TASK TO CARRY OUT ::
Would you retype every line below without changing anything?

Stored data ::
########################################
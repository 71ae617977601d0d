// CONTROLLER: Input, camera rig, and the per-frame update
pub mod input;
pub mod camera_controller;
pub mod frame_loop;

pub use input::{Command, InputEvent, InputProcessor, InputState, KeyBindings, KeyMatch, MouseButton};
pub use camera_controller::{CameraMode, CameraRig, RigConfig};
pub use frame_loop::{ControlTarget, FrameDriver, FrameReport};
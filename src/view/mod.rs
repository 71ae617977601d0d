// VIEW: Rendering and graphics
pub mod render;
pub mod gpu_init;

pub use render::WgpuRenderer;
pub use gpu_init::GpuContext;

use crate::controller::FrameReport;
use crate::error::RenderError;
use crate::model::{Camera, Geometry, Material, RenderHandle, Transform};

/// What the scene and frame driver need from a renderer.
///
/// Entities are registered once and then only have their transform pushed.
/// `render_frame` is called exactly once per frame, after every transform and
/// the camera for that frame have been set.
pub trait RenderBackend {
    fn create_entity(&mut self, geometry: &Geometry, material: &Material) -> RenderHandle;
    fn set_transform(&mut self, handle: RenderHandle, transform: &Transform);
    fn set_camera(&mut self, camera: &Camera);
    /// Zero-sized requests are ignored.
    fn resize(&mut self, width: u32, height: u32);
    fn render_frame(&mut self, report: &FrameReport) -> Result<(), RenderError>;
}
########################################
ANSWER FOR THE TASK ::
repository 71ae617977601d0d
// CONTROLLER: Input, camera rig, and the per-frame update
pub mod input;
pub mod camera_controller;
pub mod frame_loop;

pub use input::{Command, InputEvent, InputProcessor, InputState, KeyBindings, KeyMatch, MouseButton};
pub use camera_controller::{CameraMode, CameraRig, RigConfig};
pub use frame_loop::{ControlTarget, FrameDriver, FrameReport};
filename src/view/mod.rs
repository 71ae617977601d0d
// VIEW: Rendering and graphics
pub mod render;
pub mod gpu_init;

pub use render::WgpuRenderer;
pub use gpu_init::GpuContext;

use crate::controller::FrameReport;
use crate::error::RenderError;
use crate::model::{Camera, Geometry, Material, RenderHandle, Transform};

/// What the scene and frame driver need from a renderer.
///
/// Entities are registered once and then only have their transform pushed.
/// `render_frame` is called exactly once per frame, after every transform and
/// the camera for that frame have been set.
pub trait RenderBackend {
    fn create_entity(&mut self, geometry: &Geometry, material: &Material) -> RenderHandle;
    fn set_transform(&mut self, handle: RenderHandle, transform: &Transform);
    fn set_camera(&mut self, camera: &Camera);
    /// Zero-sized requests are ignored.
    fn resize(&mut self, width: u32, height: u32);
    fn render_frame(&mut self, report: &FrameReport) -> Result<(), RenderError>;
}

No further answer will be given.